LA COURSE
De retour au rez-de-chaussée, la petite nébuleuse ministérielle emprunta un couloir qui débouchait sur une autre grande salle, plus étroite et toute en longueur, formant une sorte de corridor qui traversait le bâtiment central d'un bout à l'autre. Aux deux extrémités se trouvaient de hautes portes cuirassées de volets métalliques. Le Ministre s'entendit conseiller de se rapprocher du mur latéral autant que possible, et chacun fit de même, afin de libérer un maximum d'espace pour la Course, qui était la deuxième grande étape de la visite.
On allait sortir les montres à gousset quand un crissement stentorien se fit entendre de part et d'autre du corridor : les lourds volets se soulevaient, et derrière eux, un magma humain tremblant et rugissant s'apprêtait à déferler. Le Ministre plaqua le dos au béton et rentra le ventre. De chaque côté fusèrent alors des chariots de supermarché lancés à pleine vitesse, et contenant chacun entre un et cinq pauvres. Une pluie de sifflements stridents traversa l'espace tandis que les bolides frôlaient le personnel ministériel, uniment aplati contre les murs, et aussitôt les chariots commencèrent à se percuter avec fracas, propulsant à grand bruit leurs passagers au sol ou au plafond, quelquefois par paquets entremêlés. Au cœur de cet ouragan horizontal, le Ministre se sentit soudain emporté par une force irrésistible : l'un des chariots avait accroché au passage sa cravate, dont son assistant, fort heureusement, n'avait pas eu le temps de finir le nœud dans la limousine, et qui se détacha immédiatement, évitant le pire.

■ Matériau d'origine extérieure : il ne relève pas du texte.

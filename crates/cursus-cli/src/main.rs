//! Small operations client for the cursus JSON API.
//!
//! Covers the day-to-day admin actions: enroll a learner, replay a
//! completion event, inspect progress, and fetch or lazily issue a
//! certificate.

mod client;

use anyhow::Result;
use clap::{Parser, Subcommand};
use uuid::Uuid;

use client::{ApiClient, ApiConfig};

#[derive(Parser)]
#[command(author, version, about = "cursus enrollment admin client")]
struct Cli {
  /// Base URL of a running cursus API server.
  #[arg(long, default_value = "http://127.0.0.1:8080")]
  base_url: String,

  #[command(subcommand)]
  command: Command,
}

#[derive(Subcommand)]
enum Command {
  /// Enroll a learner in a course.
  Enroll {
    learner_id: Uuid,
    course_id:  Uuid,
  },
  /// Record that a lesson finished playing.
  Complete {
    learner_id: Uuid,
    course_id:  Uuid,
    lesson_id:  String,
  },
  /// Show one enrollment, or all of a learner's enrollments.
  Status {
    learner_id: Uuid,
    course_id:  Option<Uuid>,
  },
  /// Fetch the certificate for a pair; `--issue` generates it on first
  /// view if the course is completed.
  Certificate {
    learner_id: Uuid,
    course_id:  Uuid,
    #[arg(long)]
    issue: bool,
  },
}

#[tokio::main]
async fn main() -> Result<()> {
  let cli = Cli::parse();
  let client = ApiClient::new(ApiConfig { base_url: cli.base_url })?;

  match cli.command {
    Command::Enroll { learner_id, course_id } => {
      let enrollment = client.enroll(learner_id, course_id).await?;
      print_json(&enrollment)?;
    }
    Command::Complete { learner_id, course_id, lesson_id } => {
      let outcome = client
        .complete_lesson(learner_id, course_id, &lesson_id)
        .await?;
      print_json(&outcome)?;
    }
    Command::Status { learner_id, course_id: Some(course_id) } => {
      let enrollment = client.enrollment(learner_id, course_id).await?;
      print_json(&enrollment)?;
    }
    Command::Status { learner_id, course_id: None } => {
      let enrollments = client.enrollments_for_learner(learner_id).await?;
      print_json(&enrollments)?;
    }
    Command::Certificate { learner_id, course_id, issue } => {
      let certificate = if issue {
        client.issue_certificate(learner_id, course_id).await?
      } else {
        client.certificate(learner_id, course_id).await?
      };
      print_json(&certificate)?;
    }
  }

  Ok(())
}

fn print_json(value: &impl serde::Serialize) -> Result<()> {
  println!("{}", serde_json::to_string_pretty(value)?);
  Ok(())
}
use slashpick::config::Config;
use slashpick::query::Truthiness;
use std::path::PathBuf;
use tempfile::TempDir;

#[test]
fn test_config_defaults() {
    let config = Config::default();

    assert_eq!(config.truthiness, Truthiness::Loose);
    assert!(config.pretty);
    assert_eq!(config.indent_size, 2);
    assert_eq!(config.store_dir, None);
}

#[test]
fn test_config_serialization_roundtrip() {
    let config = Config {
        truthiness: Truthiness::Strict,
        pretty: false,
        indent_size: 4,
        store_dir: Some(PathBuf::from("/var/lib/docs")),
    };

    let toml_string = toml::to_string(&config).unwrap();
    assert!(toml_string.contains("truthiness = \"strict\""));

    let parsed: Config = toml::from_str(&toml_string).unwrap();
    assert_eq!(parsed, config);
}

#[test]
fn test_empty_toml_gives_defaults() {
    let parsed: Config = toml::from_str("").unwrap();
    assert_eq!(parsed, Config::default());
}

#[test]
fn test_save_and_load_from_path() {
    let dir = TempDir::new().unwrap();
    let path = dir.path().join("nested").join("config.toml");

    let config = Config {
        truthiness: Truthiness::Strict,
        ..Config::default()
    };
    config.save_to(&path).unwrap();

    assert_eq!(Config::load_from(&path), config);
}

#[test]
fn test_load_from_missing_or_invalid_falls_back() {
    let dir = TempDir::new().unwrap();
    let missing = dir.path().join("nope.toml");
    assert_eq!(Config::load_from(&missing), Config::default());

    let invalid = dir.path().join("bad.toml");
    std::fs::write(&invalid, "pretty = \"very\"").unwrap();
    assert_eq!(Config::load_from(&invalid), Config::default());
}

Pris de vertige face à la frénésie de ce grand accélérateur de particules, le haut fonctionnaire ferma les yeux et ne fit plus que se cramponner à la surface désespérément lisse derrière lui, en écoutant le tonnerre du métal, des crânes et des tibias qui s'entrechoquaient alentour. Par bonheur, l'effroyable ruée prit fin assez vite : au bout de deux minutes à peu près, il rouvrit un œil pour ne plus voir que quelques retardataires clairsemés naviguer à tire-d'aile entre les corps et les épaves qui jonchaient le sol. Une fois le calme et le silence revenus, on se décolla des murs et l'on constata l'ampleur des dégâts. Pas étonnant que le taux de mortalité soit plus élevé, et l'espérance de vie moins longue, chez ces gens, pensa le Ministre. Mais surtout, quel était le sens de toute cette mascarade ? Qu'espéraient-ils donc, en se livrant à ce jeu de massacre ? Pas de classement, de gagnants ni de perdants : pouvait-on même appeler cela une course ? Ainsi s'interrogeait-il tandis qu'on le menait vers l'ascenseur, et il songeait, en quittant cette singulière hécatombe, à la légende antique du mont Anthène, cette montagne mythique au pied de laquelle les mortels venaient courir pour obtenir quelque faveur des dieux.